-- Opening Marker --

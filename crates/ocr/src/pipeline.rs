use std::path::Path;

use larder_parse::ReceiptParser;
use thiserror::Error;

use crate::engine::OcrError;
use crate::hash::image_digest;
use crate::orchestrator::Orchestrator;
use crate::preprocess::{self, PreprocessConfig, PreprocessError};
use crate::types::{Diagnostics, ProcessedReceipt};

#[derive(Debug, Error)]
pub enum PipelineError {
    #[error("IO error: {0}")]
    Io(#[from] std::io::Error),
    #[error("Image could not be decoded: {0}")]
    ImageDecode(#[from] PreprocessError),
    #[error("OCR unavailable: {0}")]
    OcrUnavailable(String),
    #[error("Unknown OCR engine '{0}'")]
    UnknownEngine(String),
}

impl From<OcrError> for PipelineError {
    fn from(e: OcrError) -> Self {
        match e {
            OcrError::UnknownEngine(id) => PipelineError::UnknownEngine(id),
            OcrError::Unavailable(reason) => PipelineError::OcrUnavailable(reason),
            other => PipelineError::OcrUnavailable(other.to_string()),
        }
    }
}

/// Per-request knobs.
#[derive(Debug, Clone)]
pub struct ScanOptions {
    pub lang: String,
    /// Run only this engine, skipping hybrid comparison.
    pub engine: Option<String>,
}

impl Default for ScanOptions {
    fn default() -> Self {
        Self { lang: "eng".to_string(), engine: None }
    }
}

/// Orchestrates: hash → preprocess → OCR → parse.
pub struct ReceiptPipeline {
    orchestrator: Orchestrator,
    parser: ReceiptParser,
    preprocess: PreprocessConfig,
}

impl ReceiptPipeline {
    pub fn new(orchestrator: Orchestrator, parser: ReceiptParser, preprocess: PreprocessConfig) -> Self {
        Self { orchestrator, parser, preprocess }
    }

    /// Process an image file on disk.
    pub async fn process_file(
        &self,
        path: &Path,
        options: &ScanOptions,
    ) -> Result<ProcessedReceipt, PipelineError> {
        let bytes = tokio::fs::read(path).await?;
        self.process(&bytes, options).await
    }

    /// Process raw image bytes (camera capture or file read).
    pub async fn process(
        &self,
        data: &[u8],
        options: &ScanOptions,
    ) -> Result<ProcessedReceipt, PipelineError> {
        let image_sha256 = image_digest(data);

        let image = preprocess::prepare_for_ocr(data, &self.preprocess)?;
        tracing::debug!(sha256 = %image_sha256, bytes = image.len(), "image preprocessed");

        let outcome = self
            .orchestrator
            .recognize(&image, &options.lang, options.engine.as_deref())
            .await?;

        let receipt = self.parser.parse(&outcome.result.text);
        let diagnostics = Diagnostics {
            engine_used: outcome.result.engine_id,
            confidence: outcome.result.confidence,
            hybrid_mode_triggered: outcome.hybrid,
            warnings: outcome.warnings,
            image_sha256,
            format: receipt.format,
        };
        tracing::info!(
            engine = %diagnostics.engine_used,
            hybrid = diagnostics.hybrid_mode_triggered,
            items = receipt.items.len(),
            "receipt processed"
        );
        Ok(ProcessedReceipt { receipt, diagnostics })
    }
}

-- Closing Marker --
-- Opening Marker --

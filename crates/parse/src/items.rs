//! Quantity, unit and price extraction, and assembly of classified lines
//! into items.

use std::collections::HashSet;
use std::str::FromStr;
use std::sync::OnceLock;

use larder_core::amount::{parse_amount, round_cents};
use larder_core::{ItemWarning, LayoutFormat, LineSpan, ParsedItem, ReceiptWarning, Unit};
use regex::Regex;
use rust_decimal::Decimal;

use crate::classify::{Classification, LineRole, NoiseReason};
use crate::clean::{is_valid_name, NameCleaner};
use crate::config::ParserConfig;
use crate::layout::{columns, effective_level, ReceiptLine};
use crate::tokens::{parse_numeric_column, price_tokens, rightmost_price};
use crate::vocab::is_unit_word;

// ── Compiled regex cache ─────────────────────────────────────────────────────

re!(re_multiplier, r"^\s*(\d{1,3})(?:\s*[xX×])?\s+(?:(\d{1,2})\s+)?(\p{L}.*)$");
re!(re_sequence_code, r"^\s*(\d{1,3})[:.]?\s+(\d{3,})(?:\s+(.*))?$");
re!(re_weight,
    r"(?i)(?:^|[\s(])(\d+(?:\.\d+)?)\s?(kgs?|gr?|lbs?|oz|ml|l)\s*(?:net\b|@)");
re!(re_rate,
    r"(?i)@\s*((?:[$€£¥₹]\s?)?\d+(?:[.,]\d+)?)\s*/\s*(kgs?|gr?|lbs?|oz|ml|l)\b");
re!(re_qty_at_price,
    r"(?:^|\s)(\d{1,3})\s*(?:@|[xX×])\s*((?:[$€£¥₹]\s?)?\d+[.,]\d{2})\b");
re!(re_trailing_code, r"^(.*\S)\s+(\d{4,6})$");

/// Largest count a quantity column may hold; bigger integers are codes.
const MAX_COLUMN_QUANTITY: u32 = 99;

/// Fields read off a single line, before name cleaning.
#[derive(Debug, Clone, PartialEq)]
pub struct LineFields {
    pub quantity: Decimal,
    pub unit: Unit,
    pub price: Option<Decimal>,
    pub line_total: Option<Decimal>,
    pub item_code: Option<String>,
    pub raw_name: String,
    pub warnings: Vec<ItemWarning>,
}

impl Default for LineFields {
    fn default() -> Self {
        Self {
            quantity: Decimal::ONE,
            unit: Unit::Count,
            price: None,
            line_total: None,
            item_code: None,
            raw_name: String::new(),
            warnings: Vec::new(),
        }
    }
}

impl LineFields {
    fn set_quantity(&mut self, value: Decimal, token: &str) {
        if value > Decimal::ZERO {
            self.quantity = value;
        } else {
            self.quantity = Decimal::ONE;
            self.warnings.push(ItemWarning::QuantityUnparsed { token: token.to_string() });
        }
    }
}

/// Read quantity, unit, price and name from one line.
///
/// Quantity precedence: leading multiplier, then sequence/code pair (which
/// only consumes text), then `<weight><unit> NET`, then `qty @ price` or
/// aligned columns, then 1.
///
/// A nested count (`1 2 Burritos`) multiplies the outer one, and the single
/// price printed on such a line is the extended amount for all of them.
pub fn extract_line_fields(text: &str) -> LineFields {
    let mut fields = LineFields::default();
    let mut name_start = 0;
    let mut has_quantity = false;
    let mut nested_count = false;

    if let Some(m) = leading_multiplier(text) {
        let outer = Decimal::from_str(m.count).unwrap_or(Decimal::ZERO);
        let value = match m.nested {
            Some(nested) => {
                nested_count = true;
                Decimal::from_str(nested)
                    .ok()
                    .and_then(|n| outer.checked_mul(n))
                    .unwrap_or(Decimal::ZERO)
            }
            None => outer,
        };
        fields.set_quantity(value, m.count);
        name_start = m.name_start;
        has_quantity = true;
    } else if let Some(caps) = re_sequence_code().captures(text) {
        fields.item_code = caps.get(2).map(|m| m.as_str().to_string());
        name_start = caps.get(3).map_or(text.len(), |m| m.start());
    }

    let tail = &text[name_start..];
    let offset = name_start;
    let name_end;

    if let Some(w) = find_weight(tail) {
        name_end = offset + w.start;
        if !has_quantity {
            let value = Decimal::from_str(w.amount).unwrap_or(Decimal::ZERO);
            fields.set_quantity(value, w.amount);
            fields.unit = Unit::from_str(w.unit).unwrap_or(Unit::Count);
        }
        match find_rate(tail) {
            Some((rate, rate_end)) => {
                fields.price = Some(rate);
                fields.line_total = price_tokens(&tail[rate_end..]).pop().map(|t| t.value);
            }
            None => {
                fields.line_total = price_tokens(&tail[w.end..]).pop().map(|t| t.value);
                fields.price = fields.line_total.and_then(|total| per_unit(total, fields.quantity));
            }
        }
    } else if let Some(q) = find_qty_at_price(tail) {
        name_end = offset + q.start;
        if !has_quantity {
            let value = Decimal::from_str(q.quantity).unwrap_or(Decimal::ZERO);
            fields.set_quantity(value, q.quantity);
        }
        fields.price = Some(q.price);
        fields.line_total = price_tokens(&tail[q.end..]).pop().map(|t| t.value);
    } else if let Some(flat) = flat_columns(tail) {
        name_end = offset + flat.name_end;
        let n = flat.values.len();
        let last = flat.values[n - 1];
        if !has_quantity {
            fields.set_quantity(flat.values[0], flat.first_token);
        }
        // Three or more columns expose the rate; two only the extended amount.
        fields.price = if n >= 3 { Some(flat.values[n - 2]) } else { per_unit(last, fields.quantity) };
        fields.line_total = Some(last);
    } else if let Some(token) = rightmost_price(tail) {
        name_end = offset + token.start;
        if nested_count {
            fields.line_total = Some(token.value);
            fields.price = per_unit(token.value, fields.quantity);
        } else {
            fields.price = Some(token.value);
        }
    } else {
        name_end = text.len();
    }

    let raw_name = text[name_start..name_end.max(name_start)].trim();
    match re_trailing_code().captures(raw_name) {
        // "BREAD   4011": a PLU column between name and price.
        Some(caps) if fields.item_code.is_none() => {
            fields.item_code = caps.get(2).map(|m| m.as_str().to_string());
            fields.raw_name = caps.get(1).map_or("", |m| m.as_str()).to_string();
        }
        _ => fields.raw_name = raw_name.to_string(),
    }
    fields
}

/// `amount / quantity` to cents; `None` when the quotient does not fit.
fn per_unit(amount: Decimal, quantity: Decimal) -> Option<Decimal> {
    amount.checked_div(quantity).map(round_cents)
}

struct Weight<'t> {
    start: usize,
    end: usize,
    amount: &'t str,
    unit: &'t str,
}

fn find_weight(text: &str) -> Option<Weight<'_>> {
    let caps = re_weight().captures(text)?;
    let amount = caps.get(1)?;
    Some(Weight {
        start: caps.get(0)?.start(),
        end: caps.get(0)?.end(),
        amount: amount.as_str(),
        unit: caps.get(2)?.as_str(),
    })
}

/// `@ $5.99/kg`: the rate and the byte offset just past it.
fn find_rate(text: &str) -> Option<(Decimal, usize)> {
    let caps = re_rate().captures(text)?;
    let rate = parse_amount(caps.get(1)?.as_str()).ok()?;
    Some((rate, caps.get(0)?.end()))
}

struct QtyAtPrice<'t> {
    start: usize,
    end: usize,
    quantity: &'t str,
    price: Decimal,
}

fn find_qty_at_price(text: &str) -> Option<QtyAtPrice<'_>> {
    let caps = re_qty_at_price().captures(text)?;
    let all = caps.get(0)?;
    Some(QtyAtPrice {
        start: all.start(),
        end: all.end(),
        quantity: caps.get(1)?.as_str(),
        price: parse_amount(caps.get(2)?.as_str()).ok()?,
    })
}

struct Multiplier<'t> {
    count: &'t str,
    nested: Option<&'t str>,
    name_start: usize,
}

-- Closing Marker --

• Problem to work on:
Scan the data above. Return every line with "QtyAtPrice" in it.

• Result of this task:
struct QtyAtPrice<'t> {
fn find_qty_at_price(text: &str) -> Option<QtyAtPrice<'_>> {
    Some(QtyAtPrice {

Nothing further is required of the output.